Until the 1970s, debt was taboo except for mortgage loans or investment purposes. However, under neoliberalism, loans became an essential element to operate capitalism, and today most people live with debt. The change in perception that accepts debt as natural has unconsciously altered our ways of thinking and behavior.


For example, the world-renowned linguist Noam Chomsky argued that student loans ultimately have the side effect of making society more conservative. Chomsky viewed debt as forcing students to become economically conformist and to accept rather than oppose the economic realities of the system they are entering. Students facing the practical difficulty of needing to earn a lot of money to repay their debts inevitably make practical and realistic choices. They choose majors that lead to high-paying jobs. This is also a cause of the decline in applicants for creative and humanities majors. Chomsky explained that debt is a powerful socializing factor that integrates young people into neoliberalism and forces them to submit early to the current economic state.

[How About This Book] A Debt-Promoting Society... People Losing the Light of Their Hearts

The Thatcher government also believed that institutions receiving government support inevitably tend to be inefficient. It judged public services as inefficient because they existed outside market competition and introduced market principles into public services. It instilled goal-oriented compulsions to prove and improve efficiency and penalized failures to meet targets. The main targets were hospitals and schools.

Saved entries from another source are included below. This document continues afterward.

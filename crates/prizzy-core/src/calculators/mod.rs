//! Forex risk calculators.
//!
//! Each calculator is a plain input struct holding the raw field text plus a
//! pure `compute` that derives its display output. Inputs never fail: text
//! that doesn't parse degrades to the calculator's neutral output.

pub mod pip_value;
pub mod position_size;
pub mod profit_loss;
pub mod risk_reward;

pub use pip_value::PipValueInputs;
pub use position_size::{PositionSizeInputs, PositionSizeOutput};
pub use profit_loss::{ProfitLossInputs, ProfitLossOutput, Tone};
pub use risk_reward::RiskRewardInputs;

use serde::{Deserialize, Serialize};

/// Value of one pip for one standard lot, in account currency.
pub const PIP_VALUE_PER_LOT: f64 = 10.0;

/// Base-currency units in one standard lot.
pub const UNITS_PER_LOT: f64 = 100_000.0;

/// All four calculators as shown together on the calculators screen.
#[derive(Debug, Clone, Default, PartialEq, Serialize, Deserialize)]
pub struct CalculatorSet {
    pub position_size: PositionSizeInputs,
    pub profit_loss: ProfitLossInputs,
    pub risk_reward: RiskRewardInputs,
    pub pip_value: PipValueInputs,
}

/// Parse a numeric field. Blank, non-numeric and non-finite text is `None`.
pub fn parse_number(text: &str) -> Option<f64> {
    text.trim().parse::<f64>().ok().filter(|v| v.is_finite())
}

/// Parse a field that must be strictly positive.
pub fn parse_positive(text: &str) -> Option<f64> {
    parse_number(text).filter(|v| *v > 0.0)
}

/// Two decimal places, ties rounded away from zero. Negative zero prints as `0.00`.
pub(crate) fn fixed2(value: f64) -> String {
    let value = value + 0.0;
    format!("{:.2}", (value * 100.0).round() / 100.0)
}

pub(crate) fn money(value: f64) -> String {
    format!("${}", fixed2(value))
}

/// Round to the nearest integer and group thousands with commas.
pub(crate) fn grouped_integer(value: f64) -> String {
    let rounded = value.round();
    let digits = format!("{:.0}", rounded.abs());
    let mut out = String::with_capacity(digits.len() + digits.len() / 3 + 1);
    if rounded < 0.0 {
        out.push('-');
    }
    for (i, c) in digits.chars().enumerate() {
        if i > 0 && (digits.len() - i) % 3 == 0 {
            out.push(',');
        }
        out.push(c);
    }
    out
}

#[cfg(test)]
mod tests {
    use super::*;

    #[test]
    fn test_parse_number() {
        assert_eq!(parse_number(" 12.5 "), Some(12.5));
        assert_eq!(parse_number("-25"), Some(-25.0));
        assert_eq!(parse_number(""), None);
        assert_eq!(parse_number("abc"), None);
        assert_eq!(parse_number("NaN"), None);
        assert_eq!(parse_number("inf"), None);
        assert_eq!(parse_positive("0"), None);
        assert_eq!(parse_positive("-1"), None);
    }

    #[test]
    fn test_grouped_integer() {
        assert_eq!(grouped_integer(0.0), "0");
        assert_eq!(grouped_integer(999.0), "999");
        assert_eq!(grouped_integer(50_000.0), "50,000");
        assert_eq!(grouped_integer(1_234_567.4), "1,234,567");
        assert_eq!(grouped_integer(33_333.5), "33,334");
    }

    #[test]
    fn test_fixed2_rounds_ties_away_from_zero() {
        assert_eq!(fixed2(1.125), "1.13");
        assert_eq!(fixed2(0.125), "0.13");
        assert_eq!(fixed2(-0.125), "-0.13");
        assert_eq!(fixed2(2.5), "2.50");
        assert_eq!(fixed2(-0.0), "0.00");
    }

    #[test]
    fn test_money() {
        assert_eq!(money(10.0), "$10.00");
        assert_eq!(money(-25.0), "$-25.00");
    }

    #[test]
    fn test_default_set_matches_form_defaults() {
        let set = CalculatorSet::default();
        assert_eq!(set.position_size.compute().lot_size, "0.50");
        assert_eq!(set.profit_loss.compute().value, "$50.00");
        assert_eq!(set.risk_reward.compute(), "1 : 3.00");
        assert_eq!(set.pip_value.compute(), "$10.00");
    }
}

The pursuit of efficiency in schools ultimately affected even young students. In 2011, about 20% of all students were classified as needing special educational attention, which was double the number from ten years earlier. Professor Davies points out that the emphasis on competition and efficiency in schools increased teachers’ workloads and inevitably led to neglect in student guidance.

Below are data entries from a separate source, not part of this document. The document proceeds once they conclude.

use ratatui::{
    Frame,
    layout::{Alignment, Constraint, Layout, Rect},
    style::{Color, Modifier, Style, Stylize},
    text::{Line, Span, Text},
    widgets::{Block, Borders, Paragraph, Wrap},
};
use prizzy_core::{format_message, Segment, Sender, Tone};
use crate::app::{App, CalcField, View};

const APP_NAME: &str = "PRIZZY";

/// Convert formatted segments into a styled line; text is never reinterpreted
fn segments_to_line(segments: Vec<Segment>) -> Line<'static> {
    let spans: Vec<Span<'static>> = segments
        .into_iter()
        .map(|segment| {
            if segment.bold {
                Span::styled(
                    segment.text,
                    Style::default().fg(Color::White).add_modifier(Modifier::BOLD),
                )
            } else {
                Span::raw(segment.text)
            }
        })
        .collect();

    if spans.is_empty() {
        Line::default()
    } else {
        Line::from(spans)
    }
}

pub fn render(app: &mut App, frame: &mut Frame) {
    let area = frame.area();

    if app.show_splash {
        render_splash(frame, area);
        return;
    }

    // Main layout: header, body, footer
    let [header_area, body_area, footer_area] = Layout::vertical([
        Constraint::Length(1),
        Constraint::Min(0),
        Constraint::Length(1),
    ])
    .areas(area);

    render_header(app, frame, header_area);

    match app.view {
        View::Calculators => render_calculators(app, frame, body_area),
        View::Mentor => render_mentor(app, frame, body_area),
    }

    render_footer(app, frame, footer_area);
}

fn render_splash(frame: &mut Frame, area: Rect) {
    let [_, middle, _] = Layout::vertical([
        Constraint::Fill(1),
        Constraint::Length(3),
        Constraint::Fill(1),
    ])
    .areas(area);

    let text = Text::from(vec![
        Line::from(Span::styled(APP_NAME, Style::default().fg(Color::Cyan).bold())),
        Line::default(),
        Line::from(Span::styled("Your AI Forex Mentor", Style::default().fg(Color::DarkGray))),
    ]);
    frame.render_widget(Paragraph::new(text).alignment(Alignment::Center), middle);
}

fn render_header(app: &mut App, frame: &mut Frame, area: Rect) {
    let title = format!(" {} ", APP_NAME);
    let calculators_label = " Calculators ";
    let mentor_label = " AI Mentor ";

    let tab_style = |active: bool| {
        if active {
            Style::default().bg(Color::Cyan).fg(Color::Black).bold()
        } else {
            Style::default().bg(Color::DarkGray).fg(Color::Gray)
        }
    };

    // Record tab positions for mouse hit-testing
    let title_width = title.chars().count() as u16;
    let calc_width = calculators_label.chars().count() as u16;
    let mentor_width = mentor_label.chars().count() as u16;
    let calc_x = area.x + title_width + 1;
    let mentor_x = calc_x + calc_width + 1;
    app.calculators_tab = Some(Rect::new(calc_x, area.y, calc_width, 1).intersection(area));
    app.mentor_tab = Some(Rect::new(mentor_x, area.y, mentor_width, 1).intersection(area));

    let header = Line::from(vec![
        Span::styled(title, Style::default().fg(Color::Cyan).bold()),
        Span::raw(" "),
        Span::styled(calculators_label, tab_style(app.view == View::Calculators)),
        Span::raw(" "),
        Span::styled(mentor_label, tab_style(app.view == View::Mentor)),
        Span::raw(" "),
        Span::styled(
            format!("v{}", env!("CARGO_PKG_VERSION")),
            Style::default().fg(Color::DarkGray),
        ),
    ]);

    frame.render_widget(
        Paragraph::new(header).style(Style::default().bg(Color::Black)),
        area,
    );
}

fn render_footer(app: &App, frame: &mut Frame, area: Rect) {
    let mode_style = Style::default().bg(Color::Blue).fg(Color::White);

    let mode_text = match app.view {
        View::Calculators => " CALC ",
        View::Mentor => " MENTOR ",
    };

    // Key style: dark background with bright text for visibility on both light/dark terminals
    let key_style = Style::default().bg(Color::DarkGray).fg(Color::White);
    let label_style = Style::default().bg(Color::Black).fg(Color::White);

    let hints = match app.view {
        View::Calculators => {
            let mut hints = vec![
                Span::styled(" Tab/↓ ", key_style),
                Span::styled(" next ", label_style),
                Span::styled(" S-Tab/↑ ", key_style),
                Span::styled(" prev ", label_style),
            ];
            if app.calc_focus.is_pair() {
                hints.extend(vec![
                    Span::styled(" ←/→ ", key_style),
                    Span::styled(" pair ", label_style),
                ]);
            } else {
                hints.extend(vec![
                    Span::styled(" 0-9 . - ", key_style),
                    Span::styled(" edit ", label_style),
                ]);
            }
            hints.extend(vec![
                Span::styled(" m ", key_style),
                Span::styled(" AI mentor ", label_style),
                Span::styled(" q ", key_style),
                Span::styled(" quit ", label_style),
            ]);
            hints
        }
        View::Mentor => {
            let mut hints = if app.chat.is_awaiting() {
                vec![Span::styled(" waiting for reply ", label_style)]
            } else {
                vec![
                    Span::styled(" Enter ", key_style),
                    Span::styled(" send ", label_style),
                ]
            };
            hints.extend(vec![
                Span::styled(" PgUp/PgDn ", key_style),
                Span::styled(" scroll ", label_style),
                Span::styled(" Esc ", key_style),
                Span::styled(" calculators ", label_style),
                Span::styled(" C-c ", key_style),
                Span::styled(" quit ", label_style),
            ]);
            hints
        }
    };

    let footer_content = Line::from(
        vec![
            Span::styled(mode_text, mode_style),
            Span::styled(" ", label_style),
        ]
        .into_iter()
        .chain(hints)
        .collect::<Vec<_>>(),
    );

    let footer = Paragraph::new(footer_content).style(Style::default().bg(Color::Black));
    frame.render_widget(footer, area);
}

// ============================================================================
// Calculators
// ============================================================================

fn render_calculators(app: &App, frame: &mut Frame, area: Rect) {
    let [top, bottom] = Layout::vertical([
        Constraint::Percentage(50),
        Constraint::Percentage(50),
    ])
    .areas(area);
    let [top_left, top_right] = Layout::horizontal([
        Constraint::Percentage(50),
        Constraint::Percentage(50),
    ])
    .areas(top);
    let [bottom_left, bottom_right] = Layout::horizontal([
        Constraint::Percentage(50),
        Constraint::Percentage(50),
    ])
    .areas(bottom);

    let calc = &app.calculators;
    let focus = app.calc_focus;

    let position = calc.position_size.compute();
    render_card(
        frame,
        top_left,
        "Position Size Calculator",
        focus,
        vec![
            field_line("Account Balance ($)", &calc.position_size.account_balance, CalcField::AccountBalance, focus),
            field_line("Risk per Trade (%)", &calc.position_size.risk_percentage, CalcField::RiskPercentage, focus),
            field_line("Stop Loss (pips)", &calc.position_size.stop_loss_pips, CalcField::PositionStopLoss, focus),
            pair_line(calc.position_size.pair.label(), CalcField::PositionPair, focus),
            Line::default(),
            result_line("Recommended Lot Size", position.lot_size, Color::Cyan),
            result_line("Amount at Risk", position.risk_amount, Color::Yellow),
            result_line("Position Size", position.position_size, Color::Gray),
        ],
        &[
            CalcField::AccountBalance,
            CalcField::RiskPercentage,
            CalcField::PositionStopLoss,
            CalcField::PositionPair,
        ],
    );

    let profit_loss = calc.profit_loss.compute();
    let pl_color = match profit_loss.tone {
        Tone::Gain => Color::Green,
        Tone::Loss => Color::Red,
        Tone::Neutral => Color::Gray,
    };
    render_card(
        frame,
        top_right,
        "Profit / Loss Calculator",
        focus,
        vec![
            field_line("Pips Gained / Lost", &calc.profit_loss.pips, CalcField::ProfitLossPips, focus),
            field_line("Lot Size", &calc.profit_loss.lot_size, CalcField::ProfitLossLotSize, focus),
            Line::default(),
            result_line("Profit / Loss", profit_loss.value, pl_color),
        ],
        &[CalcField::ProfitLossPips, CalcField::ProfitLossLotSize],
    );

    render_card(
        frame,
        bottom_left,
        "Risk/Reward Ratio",
        focus,
        vec![
            field_line("Stop Loss (pips)", &calc.risk_reward.stop_loss_pips, CalcField::RiskRewardStopLoss, focus),
            field_line("Take Profit (pips)", &calc.risk_reward.take_profit_pips, CalcField::RiskRewardTakeProfit, focus),
            Line::default(),
            result_line("Risk to Reward Ratio", calc.risk_reward.compute(), Color::Cyan),
        ],
        &[CalcField::RiskRewardStopLoss, CalcField::RiskRewardTakeProfit],
    );

    render_card(
        frame,
        bottom_right,
        "Pip Value Calculator",
        focus,
        vec![
            pair_line(calc.pip_value.pair.label(), CalcField::PipValuePair, focus),
            field_line("Lot Size", &calc.pip_value.lot_size, CalcField::PipValueLotSize, focus),
            Line::default(),
            result_line("Value per Pip", calc.pip_value.compute(), Color::Cyan),
        ],
        &[CalcField::PipValuePair, CalcField::PipValueLotSize],
    );
}

fn render_card(
    frame: &mut Frame,
    area: Rect,
    title: &str,
    focus: CalcField,
    lines: Vec<Line<'static>>,
    fields: &[CalcField],
) {
    let border_color = if fields.contains(&focus) { Color::Cyan } else { Color::DarkGray };
    let block = Block::default()
        .borders(Borders::ALL)
        .border_style(Style::default().fg(border_color))
        .title(format!(" {} ", title));

    frame.render_widget(Paragraph::new(Text::from(lines)).block(block), area);
}

fn field_line(label: &str, value: &str, field: CalcField, focus: CalcField) -> Line<'static> {
    let focused = field == focus;
    let value_style = if focused {
        Style::default().fg(Color::Black).bg(Color::Yellow)
    } else {
        Style::default().fg(Color::White)
    };
    let cursor = if focused { "▏" } else { " " };

    Line::from(vec![
        Span::styled(format!(" {:<22}", label), Style::default().fg(Color::Gray)),
        Span::styled(format!(" {}{} ", value, cursor), value_style),
    ])
}

fn pair_line(pair: &str, field: CalcField, focus: CalcField) -> Line<'static> {
    let focused = field == focus;
    let value_style = if focused {
        Style::default().fg(Color::Black).bg(Color::Yellow)
    } else {
        Style::default().fg(Color::White)
    };

    Line::from(vec![
        Span::styled(format!(" {:<22}", "Currency Pair"), Style::default().fg(Color::Gray)),
        Span::styled(format!(" ◀ {} ▶ ", pair), value_style),
    ])
}

fn result_line(label: &str, value: String, color: Color) -> Line<'static> {
    Line::from(vec![
        Span::styled(format!(" {:<22}", label), Style::default().fg(Color::DarkGray)),
        Span::styled(format!(" {}", value), Style::default().fg(color).bold()),
    ])
}

// ============================================================================
// Mentor
// ============================================================================

fn render_mentor(app: &mut App, frame: &mut Frame, area: Rect) {
    let [chat_area, input_area] = Layout::vertical([
        Constraint::Min(0),
        Constraint::Length(3),
    ])
    .areas(area);

    // Store chat area dimensions for scroll calculations (inner size minus borders)
    app.chat_height = chat_area.height.saturating_sub(2);
    app.chat_width = chat_area.width.saturating_sub(2);

    let chat_block = Block::default()
        .borders(Borders::ALL)
        .border_style(Style::default().fg(Color::Cyan))
        .title(format!(" AI Mentor · {} ", app.mentor.model()));

    let mut lines: Vec<Line> = Vec::new();

    for msg in app.chat.messages() {
        match msg.sender {
            Sender::User => {
                lines.push(Line::from(Span::styled(
                    "You:",
                    Style::default().fg(Color::Cyan).add_modifier(Modifier::BOLD),
                )));
                for line in msg.text.split('\n') {
                    lines.push(Line::from(line.to_string()));
                }
            }
            Sender::Ai => {
                lines.push(Line::from(Span::styled(
                    "Prizzy:",
                    Style::default().fg(Color::Magenta).add_modifier(Modifier::BOLD),
                )));
                for segments in format_message(&msg.text) {
                    lines.push(segments_to_line(segments));
                }
            }
        }
        lines.push(Line::default());
    }

    if app.chat.is_awaiting() {
        lines.push(Line::from(Span::styled(
            "Prizzy:",
            Style::default().fg(Color::Magenta).add_modifier(Modifier::BOLD),
        )));
        // Animated ellipsis: cycles through ".", "..", "..."
        let dots = ".".repeat((app.animation_frame as usize) + 1);
        lines.push(Line::from(Span::styled(
            format!("Thinking{}", dots),
            Style::default().fg(Color::DarkGray).add_modifier(Modifier::ITALIC),
        )));
    }

    let chat = Paragraph::new(Text::from(lines))
        .block(chat_block)
        .wrap(Wrap { trim: false })
        .scroll((app.chat_scroll, 0));

    frame.render_widget(chat, chat_area);

    render_chat_input(app, frame, input_area);
}

fn render_chat_input(app: &App, frame: &mut Frame, area: Rect) {
    let awaiting = app.chat.is_awaiting();
    let border_color = if awaiting { Color::DarkGray } else { Color::Yellow };

    let input_block = Block::default()
        .borders(Borders::ALL)
        .border_style(Style::default().fg(border_color))
        .title(" Ask (Enter to send) ");

    // Horizontal scrolling keeps the cursor inside the box (minus borders)
    let inner_width = area.width.saturating_sub(2) as usize;
    let cursor_pos = app.chat_cursor;

    let scroll_offset = if inner_width == 0 {
        0
    } else if cursor_pos >= inner_width {
        cursor_pos - inner_width + 1
    } else {
        0
    };

    let input = if app.chat_input.is_empty() {
        let placeholder = if awaiting {
            "Waiting for Prizzy..."
        } else {
            "Ask about a trading concept..."
        };
        Paragraph::new(Span::styled(placeholder, Style::default().fg(Color::DarkGray)))
    } else {
        let visible_text: String = app
            .chat_input
            .chars()
            .skip(scroll_offset)
            .take(inner_width)
            .collect();
        Paragraph::new(visible_text).style(Style::default().fg(Color::Cyan))
    };

    frame.render_widget(input.block(input_block), area);

    if !awaiting {
        let cursor_x = (cursor_pos - scroll_offset) as u16;
        frame.set_cursor_position((area.x + cursor_x + 1, area.y + 1));
    }
}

As a result, since the Thatcher government, the use of medication to treat mental illnesses has steadily increased in the UK. Although the government increased budgets and implemented various policies to reduce the number of mental illness patients, it saw little effect. Professor Davies argues that despite remarkable advances in medical technology over the past decades, psychiatry has not progressed, as evidenced by the continuing rise in mental illness patients. He analyzes the failures of government plans and emphasizes that some studies even show antidepressants have little effect.


Professor Davies ultimately advises that we need to renew our understanding of the fundamental causes of the increase in mental illnesses and find those causes in today’s economic system.